Chatham County sits in the heart of the North Carolina piedmont, over a hundred miles from the ocean. It's not the first place you'd go to expecting to see mermaids. But according to one old North Carolina legend, Chatham County was just the place to see them.
Mermaid Point is the name of the spot in southeastern Chatham County where the Deep and Haw rivers meet to form the Cape Fear River. From Mermaid Point, the Cape Fear flows through eastern North Carolina down to around Wilmington, where it broadens and finally joins the sea near Bald Head Island, at the place from which the river derives its name, Cape Fear itself. The name is said to come from the 16th century explorers Sir Richard Grenville and John White, both of whom nearly wrecked their ships when navigating the cape.
The Cape Fear River was one of the early economic drivers of North Carolina. It provided transportation from piedmont down to the port of Wilmington, although going all the way down the river required passing through a series of dangerous falls and rapids. The river was once teeming with Atlantic Sturgeon, a strange-looking, ancient species of fish that spends most of its life in the oceans but, like the salmon, travels up into fresh water to spawn. The sturgeon's eggs are highly prized as caviar, and because of this it was hunted to near extinction in the 19th Century. With all of this potential for money to be made, the banks of the Cape Fear became a draw for settlers.

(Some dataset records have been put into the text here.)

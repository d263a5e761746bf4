//! mdimport - import resolution for markdown documents
//!
//! mdimport expands inline directives in a markdown document into the content
//! they reference, producing a single self-contained document suitable as an
//! LLM prompt. Directives are only recognized outside code spans and code
//! blocks.
//!
//! # Directive Forms
//!
//! | Form | Result |
//! |---|---|
//! | `@./notes.md`, `@~/notes.md`, `@/abs/notes.md` | file content, expanded recursively |
//! | `@./src/**/*.ts` | every matching text file, each wrapped in a tag |
//! | `@./api.ts#User` | the declaration of `User` |
//! | `@./main.rs:10-20` | lines 10 to 20 |
//! | `@https://host/doc.md` | fetched body (markdown, text or JSON), cached |
//! | `` !`git log -1` `` | command stdout |
//! | fenced block starting with `#!` | script stdout |
//!
//! # Architecture Overview
//!
//! ```text
//! text ──► markdown::scanner ──► markdown::parser ──► Vec<ImportAction>
//!                                                        │
//!                 imports::resolver (throttled, concurrent)
//!                   │  env::ExecutionEnvironment (fs, http, processes)
//!                   │  cache::ContentCache (URL bodies)
//!                   ▼
//!              Vec<ResolvedImport> ──► imports::expander (recurse + splice)
//!                                                        │
//!                                          tokens::TokenBudget ──► String
//! ```
//!
//! # Core Modules
//!
//! - [`markdown`] - Safe-range scanning and directive parsing
//! - [`imports`] - Import actions, resolution, cycle guard and expansion
//! - [`env`] - The I/O capability trait and its system implementation
//! - [`cache`] - File-backed URL content cache with conditional revalidation
//! - [`tokens`] - Token counting and the size budget for expanded documents
//!
//! ## Supporting Modules
//! - [`cli`] - Command-line interface
//! - [`config`] - User configuration and cache directory resolution
//! - [`constants`] - Defaults and thresholds
//! - [`core`] - Error types and user-facing error rendering
//! - [`pattern`] - Filesystem glob matching
//! - [`utils`] - Concurrency throttle and file helpers
//!
//! # Example
//!
//! ```rust,no_run
//! use mdimport::env::SystemEnvironment;
//! use mdimport::imports::{ExpandOptions, Expander};
//! use std::path::Path;
//!
//! # async fn example() -> anyhow::Result<()> {
//! let expander = Expander::new(SystemEnvironment::new()?, ExpandOptions::default())?;
//! let prompt = expander.expand_file(Path::new("prompt.md")).await?;
//! println!("{prompt}");
//! # Ok(())
//! # }
//! ```

// Core functionality modules
pub mod cache;
pub mod env;
pub mod imports;
pub mod markdown;
pub mod tokens;

// Supporting modules
pub mod cli;
pub mod config;
pub mod constants;
pub mod core;
pub mod pattern;
pub mod utils;

// test_utils module is available for both unit tests and integration tests
#[cfg(any(test, feature = "test-utils"))]
pub mod test_utils;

In 1740, four Scotsmen from Argyllshire, Duncan Campell, James McLachlan, and the brothers Hector and Neill McNeill purchased several large tracts of land in the area where the Haw and Deep rivers merged into the Cape Fear to form a town named Lockville. The fledging settlement they planted was soon joined by a man by the name of Ambrose Ramsey, who calculated that if there's money to be made, that means there's money to be spent, and he was pretty sure he knew one of the best ways for this to happen. And so he opened a tavern.
Ramsey's Tavern sat right by the banks of the Deep River, a short distance upstream of where it joined with the Haw. When people left the tavern at the end of the night, this confluence was on the path home, and in the middle of this broad channel was a long, white, sandbar. And it was on this channel that people said they saw the mermaids.
They said that the mermaids would sit on the sandbar at night, combing their long hair in the moonlight. People walking home from the tavern would see them laughing, singing, and playing and splashing in the water. They would dive below the surface if anyone should call out to them or try to approach.
Mermaids are thought to be creatures of the sea. So why were they hear, so far inland? The explanation came forth that everyone knew mermaids were vain creatures. They swam up from the coast to wash the salt from their hair, so it would be more shiny and beautiful.
It's from this gathering that the area came to be known as Mermaid Point. Of course, it may mean something that people always seemed to see the mermaids on their way home form the tavern, and never on the way too the tavern.
The town of Lockville failed to thrive, and eventually what business there was was taken up by the nearby towns of Moncure and Haywood. Ambrose Ramsey's tavern stood until the late 19th century, when it was destroyed in a flood. This was about the same time that the sightings of the mermaids stopped. It's noted that the disappearance of the mermaids seemed to coincide with the building of the first of a series of dams and locks along the course of the Cape Fear, perhaps cutting off the path of the mermaids up from the sea.
As for that mermaid-drawing sandbar, sadly, it's no longer visible. The construction of Buckhorn Dam raised the water levels in the area and the sandbar sank beneath the surface.